Health givers’ wages will be raised
HAVANA — The Cuban president, Army Gen. Raúl Castro Ruz, officially announced that the wages for the health sector will be increased. Without giving specifics on the amount of the raises or the date on which they’ll be applied (according to reliable sources, the date “is around the corner”), Castro explained that the decision corresponds to the contributions in hard currency to Cuba made by the thousands of doctors, paramedics and technicians who work overseas.
The Cuban president made the announcement during a speech closing the 20th Congress of the Cuban Workers Central (CTC). He made it very clear that the policy of raising wages without support would create inflation and impoverish numerous citizens, as is happening in developed countries.

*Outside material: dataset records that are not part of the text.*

//! Power model.
//!
//! Decides whether a device may expose battery capabilities and which
//! battery chemistries fit it. Battery capabilities only ever appear after
//! the device itself signalled a battery (a battery value or a battery-low
//! zone bit); a declared battery power source alone is not enough.

use std::collections::BTreeMap;

use meshbridge_core::catalog::id as cluster;
use meshbridge_core::config::{defaults, PowerConfig};
use meshbridge_core::{AttributeValue, TopologySnapshot};
use serde::{Deserialize, Serialize};
use tracing::debug;

use crate::capabilities::{is_battery_capability, CapabilityUpdate};
use crate::zone::zone_type;

/// Basic cluster power source attribute.
pub const POWER_SOURCE_ATTR: u16 = 0x0007;

/// Flag for a secondary battery on top of the primary source.
pub const BACKUP_BATTERY_BIT: u8 = 0x80;

/// Primary power source.
#[derive(Debug, Clone, Copy, Default, PartialEq, Eq, Serialize, Deserialize)]
#[serde(rename_all = "snake_case")]
pub enum PowerSource {
    #[default]
    Unknown,
    Mains,
    Battery,
    Dc,
}

impl PowerSource {
    /// Decode the power source attribute into source and backup flag.
    pub fn from_attribute(raw: u8) -> (Self, bool) {
        let backup = raw & BACKUP_BATTERY_BIT != 0;
        let source = match raw & !BACKUP_BATTERY_BIT {
            1 | 2 | 5 | 6 => Self::Mains,
            3 => Self::Battery,
            4 => Self::Dc,
            _ => Self::Unknown,
        };
        (source, backup)
    }
}

/// Coarse device kind used to pick battery defaults.
#[derive(Debug, Clone, Copy, Default, PartialEq, Eq, Hash, Serialize, Deserialize)]
#[serde(rename_all = "snake_case")]
pub enum DeviceKind {
    Contact,
    Motion,
    Climate,
    Remote,
    Lock,
    Switch,
    Plug,
    Light,
    #[default]
    Other,
}

impl DeviceKind {
    /// Key used in the `power.chemistry` configuration table.
    pub fn key(self) -> &'static str {
        match self {
            Self::Contact => "contact",
            Self::Motion => "motion",
            Self::Climate => "climate",
            Self::Remote => "remote",
            Self::Lock => "lock",
            Self::Switch => "switch",
            Self::Plug => "plug",
            Self::Light => "light",
            Self::Other => "other",
        }
    }

    /// Best guess from the zone type, then from the clusters exposed.
    pub fn infer(topology: Option<&TopologySnapshot>, zone: Option<u16>) -> Self {
        match zone {
            Some(zone_type::MOTION) => return Self::Motion,
            Some(zone_type::CONTACT) | Some(zone_type::VIBRATION) => return Self::Contact,
            _ => {}
        }

        let Some(topology) = topology else {
            return Self::Other;
        };
        let has_input = |c: u16| topology.endpoints.iter().any(|e| e.has_input(c));
        let has_output = |c: u16| topology.endpoints.iter().any(|e| e.output_clusters.contains(&c));

        if has_input(cluster::DOOR_LOCK) {
            Self::Lock
        } else if has_input(cluster::OCCUPANCY_SENSING) {
            Self::Motion
        } else if has_input(cluster::IAS_ZONE) {
            Self::Contact
        } else if has_input(cluster::TEMPERATURE_MEASUREMENT) || has_input(cluster::HUMIDITY_MEASUREMENT) {
            Self::Climate
        } else if has_input(cluster::COLOR_CONTROL) || has_input(cluster::LEVEL_CONTROL) {
            Self::Light
        } else if has_input(cluster::METERING) || has_input(cluster::ELECTRICAL_MEASUREMENT) {
            Self::Plug
        } else if has_input(cluster::ON_OFF) {
            Self::Switch
        } else if has_output(cluster::ON_OFF) || has_output(cluster::LEVEL_CONTROL) {
            Self::Remote
        } else {
            Self::Other
        }
    }
}

/// Serializable view of the power model.
#[derive(Debug, Clone, PartialEq, Serialize, Deserialize)]
pub struct PowerSummary {
    pub source: PowerSource,
    pub backup_battery: bool,
    pub battery_signaled: bool,
    pub chemistry: Vec<String>,
}

/// Per-device power classification.
#[derive(Debug, Clone)]
pub struct PowerModel {
    kind: DeviceKind,
    source: PowerSource,
    backup_battery: bool,
    battery_signaled: bool,
    chemistry: BTreeMap<String, Vec<String>>,
    fallback: Vec<String>,
}

impl Default for PowerModel {
    fn default() -> Self {
        Self::new(DeviceKind::Other, &PowerConfig::default())
    }
}

impl PowerModel {
    pub fn new(kind: DeviceKind, config: &PowerConfig) -> Self {
        Self {
            kind,
            source: PowerSource::Unknown,
            backup_battery: false,
            battery_signaled: false,
            chemistry: config.chemistry.clone(),
            fallback: config.fallback.clone(),
        }
    }

    pub fn kind(&self) -> DeviceKind {
        self.kind
    }

    pub fn set_kind(&mut self, kind: DeviceKind) {
        self.kind = kind;
    }

    pub fn source(&self) -> PowerSource {
        self.source
    }

    pub fn backup_battery(&self) -> bool {
        self.backup_battery
    }

    pub fn battery_signaled(&self) -> bool {
        self.battery_signaled
    }

    /// Record a power source attribute value.
    pub fn observe_power_source(&mut self, value: &AttributeValue) -> Option<PowerSource> {
        let raw = value.as_i64().and_then(|v| u8::try_from(v).ok())?;
        let (source, backup) = PowerSource::from_attribute(raw);
        self.source = source;
        self.backup_battery = backup;
        debug!(category = "power", source = ?source, backup, "Power source classified");
        Some(source)
    }

    /// Whether battery signals from this device are believed.
    ///
    /// A mains or DC device without a backup battery reusing a battery
    /// datapoint id for something else is common, so those are dropped.
    pub fn accepts_battery(&self) -> bool {
        !matches!(self.source, PowerSource::Mains | PowerSource::Dc) || self.backup_battery
    }

    /// Record a battery signal. Returns whether it was accepted.
    pub fn signal_battery(&mut self) -> bool {
        if self.accepts_battery() {
            self.battery_signaled = true;
            true
        } else {
            false
        }
    }

    pub fn is_battery_powered(&self) -> bool {
        self.source == PowerSource::Battery || self.backup_battery || self.battery_signaled
    }

    /// Drop battery updates the device is not allowed to produce; the
    /// accepted ones count as battery signaling.
    pub fn gate(&mut self, updates: Vec<CapabilityUpdate>) -> Vec<CapabilityUpdate> {
        updates
            .into_iter()
            .filter(|u| {
                if !is_battery_capability(&u.capability) {
                    return true;
                }
                let accepted = self.signal_battery();
                if !accepted {
                    debug!(
                        category = "power",
                        capability = %u.capability,
                        source = ?self.source,
                        "Battery update dropped for mains-powered device"
                    );
                }
                accepted
            })
            .collect()
    }

    /// Compatible battery chemistries; empty until a battery was signalled.
    pub fn chemistry(&self) -> Vec<String> {
        if !self.battery_signaled {
            return Vec::new();
        }
        let by_kind = self
            .chemistry
            .get(self.kind.key())
            .filter(|list| !list.is_empty());
        match by_kind {
            Some(list) => list.clone(),
            None if !self.fallback.is_empty() => self.fallback.clone(),
            None => defaults::GENERIC_CHEMISTRY
                .iter()
                .map(|s| s.to_string())
                .collect(),
        }
    }

    pub fn summary(&self) -> PowerSummary {
        PowerSummary {
            source: self.source,
            backup_battery: self.backup_battery,
            battery_signaled: self.battery_signaled,
            chemistry: self.chemistry(),
        }
    }
}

Cuba will not apply neoliberal shock measures, Castro emphasized, adding that “in order to distribute wealth, we first have to create it.”
His speech, barely 30 minutes in length, touched on fundamental issues for the Cuban labor movement, closely linked to the development of the national economy and the application of the Guidelines approved during the Sixth Congress of the Communist Party of Cuba (CPC). According to the president, this congress had an advantage over the previous ones: it worked on the basis of the Guidelines.
While the CTC Congress supported the updating of the economic model that is being executed in the country, it criticized the slowness in the application of the changes on the productive bases, Raúl said. He agreed with the opinion that the existing wage system is inconsistent with the socialist postulates.
The wages don’t satisfy people’s needs; they fail to motivate them and creates an exodus of workers toward better-paid activities, he said. The income of 1.7 million retirees is not sufficient, he noted.
Elsewhere in his speech, Castro stated that, while non-state forms of management produce greater wages for the self-employed workers, the state enterprise will continue to be the principal form, especially in strategic sectors.
The president insisted on the need to encourage and attract foreign investment and repeated that the new law on investments will be submitted to Parliament next March. By confirming the date of the Assembly’s opening, he rebutted rumors that it had been postponed until May.
The situation afflicting Venezuela and its government was another subject broached by the maximum leader. He said that the crisis responds to foreign interests and mentioned the United States and other Western countries as its sponsors. Expanding on the subject, he invited the delegates to the Congress to read the directives for war actions of that type issued by Washington in 2010.
As an example of the application of that design, he mentioned recent events in Libya, Syria and now Ukraine and Venezuela.